> _MATERIALS PROVIDED_
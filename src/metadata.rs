//! `metadata.json`: what destroy needs to find a cluster's resources

use crate::asset::{Asset, AssetFile, AssetKind, AssetType, FileFetcher, Parents};
use crate::error::{KvinstallError, KvinstallResult};
use crate::installconfig::{ClusterId, InstallConfigAsset};
use crate::kubevirt::Labels;
use serde::{Deserialize, Serialize};
use std::path::Path;

pub const METADATA_FILENAME: &str = "metadata.json";

#[derive(Debug, Clone, Default, PartialEq, Eq, Serialize, Deserialize)]
pub struct ClusterMetadata {
    #[serde(rename = "clusterName")]
    pub cluster_name: String,
    #[serde(rename = "clusterID")]
    pub cluster_id: String,
    #[serde(rename = "infraID")]
    pub infra_id: String,
    #[serde(default, skip_serializing_if = "Option::is_none")]
    pub kubevirt: Option<KubevirtMetadata>,
}

/// Where the tenant cluster lives in the infra cluster and how its
/// resources are labelled
#[derive(Debug, Clone, Default, PartialEq, Eq, Serialize, Deserialize)]
pub struct KubevirtMetadata {
    pub namespace: String,
    pub labels: Labels,
}

/// Ownership label every infra cluster resource of a tenant carries
pub fn owned_labels(infra_id: &str) -> Labels {
    let mut labels = Labels::new();
    labels.insert(
        format!("tenantcluster-{}-machine.openshift.io", infra_id),
        "owned".to_string(),
    );
    labels
}

/// Read `metadata.json` from an asset directory
pub fn read_metadata(dir: &Path) -> KvinstallResult<ClusterMetadata> {
    let path = dir.join(METADATA_FILENAME);
    match std::fs::read(&path) {
        Ok(data) => Ok(serde_json::from_slice(&data)?),
        Err(e) if e.kind() == std::io::ErrorKind::NotFound => {
            Err(KvinstallError::MetadataMissing(dir.to_path_buf()))
        }
        Err(e) => Err(KvinstallError::io(format!("reading {}", path.display()), e)),
    }
}

#[derive(Default)]
pub struct Metadata {
    pub metadata: ClusterMetadata,
    file: Option<AssetFile>,
}

impl Asset for Metadata {
    fn kind(&self) -> AssetKind {
        AssetKind::Metadata
    }

    fn dependencies(&self) -> Vec<Box<dyn Asset>> {
        vec![
            Box::new(InstallConfigAsset::default()),
            Box::new(ClusterId::default()),
        ]
    }

    fn generate(&mut self, parents: &Parents) -> KvinstallResult<()> {
        let config = parents.get::<InstallConfigAsset>()?.config()?;
        let cluster_id = parents.get::<ClusterId>()?;

        let metadata = ClusterMetadata {
            cluster_name: config.metadata.name.clone(),
            cluster_id: cluster_id.uuid.clone(),
            infra_id: cluster_id.infra_id.clone(),
            kubevirt: config.kubevirt().map(|kubevirt| KubevirtMetadata {
                namespace: kubevirt.namespace.clone(),
                labels: owned_labels(&cluster_id.infra_id),
            }),
        };

        self.file = Some(AssetFile::new(
            METADATA_FILENAME,
            serde_json::to_vec(&metadata)?,
        ));
        self.metadata = metadata;
        Ok(())
    }

    fn files(&self) -> Vec<&AssetFile> {
        self.file.iter().collect()
    }

    fn load(&mut self, fetcher: &dyn FileFetcher) -> KvinstallResult<bool> {
        let Some(file) = fetcher.fetch_by_name(METADATA_FILENAME)? else {
            return Ok(false);
        };
        let metadata = serde_json::from_slice(&file.data).map_err(|e| KvinstallError::AssetLoad {
            asset: self.name().to_string(),
            filename: METADATA_FILENAME.to_string(),
            reason: e.to_string(),
        })?;
        self.metadata = metadata;
        self.file = Some(file);
        Ok(true)
    }
}

impl AssetType for Metadata {
    const KIND: AssetKind = AssetKind::Metadata;
}

#[cfg(test)]
mod tests {
    use super::*;
    use crate::installconfig::testing;
    use tempfile::TempDir;

    fn generate(config: crate::installconfig::InstallConfig) -> Metadata {
        let mut parents = Parents::new();
        parents.insert(testing::asset(config)).unwrap();
        parents
            .insert(Box::new(ClusterId::new("3f0e5c1a", "test-cluster-bx7k2")))
            .unwrap();
        let mut metadata = Metadata::default();
        metadata.generate(&parents).unwrap();
        metadata
    }

    #[test]
    fn kubevirt_metadata_carries_namespace_and_labels() {
        let metadata = generate(testing::kubevirt_config());
        let json: serde_json::Value = serde_json::from_slice(&metadata.files()[0].data).unwrap();

        assert_eq!(json["clusterName"], "test-cluster");
        assert_eq!(json["infraID"], "test-cluster-bx7k2");
        assert_eq!(json["kubevirt"]["namespace"], "valid-namespace");
        assert_eq!(
            json["kubevirt"]["labels"]["tenantcluster-test-cluster-bx7k2-machine.openshift.io"],
            "owned"
        );
    }

    #[test]
    fn none_platform_has_no_kubevirt_section() {
        let metadata = generate(testing::none_config());
        assert!(metadata.metadata.kubevirt.is_none());
    }

    #[test]
    fn read_from_dir() {
        let temp = TempDir::new().unwrap();
        let err = read_metadata(temp.path()).unwrap_err();
        assert!(matches!(err, KvinstallError::MetadataMissing(_)));

        let metadata = generate(testing::kubevirt_config());
        std::fs::write(temp.path().join(METADATA_FILENAME), &metadata.files()[0].data).unwrap();
        assert_eq!(read_metadata(temp.path()).unwrap(), metadata.metadata);
    }
}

> _WORK TO BE COMPLETED_
Filter the records down to the lines that contain the string "AssetKind", and copy those lines.

> _OUTPUT BELOW_
use crate::asset::{Asset, AssetFile, AssetKind, AssetType, FileFetcher, Parents};
    fn kind(&self) -> AssetKind {
        AssetKind::Metadata
    const KIND: AssetKind = AssetKind::Metadata;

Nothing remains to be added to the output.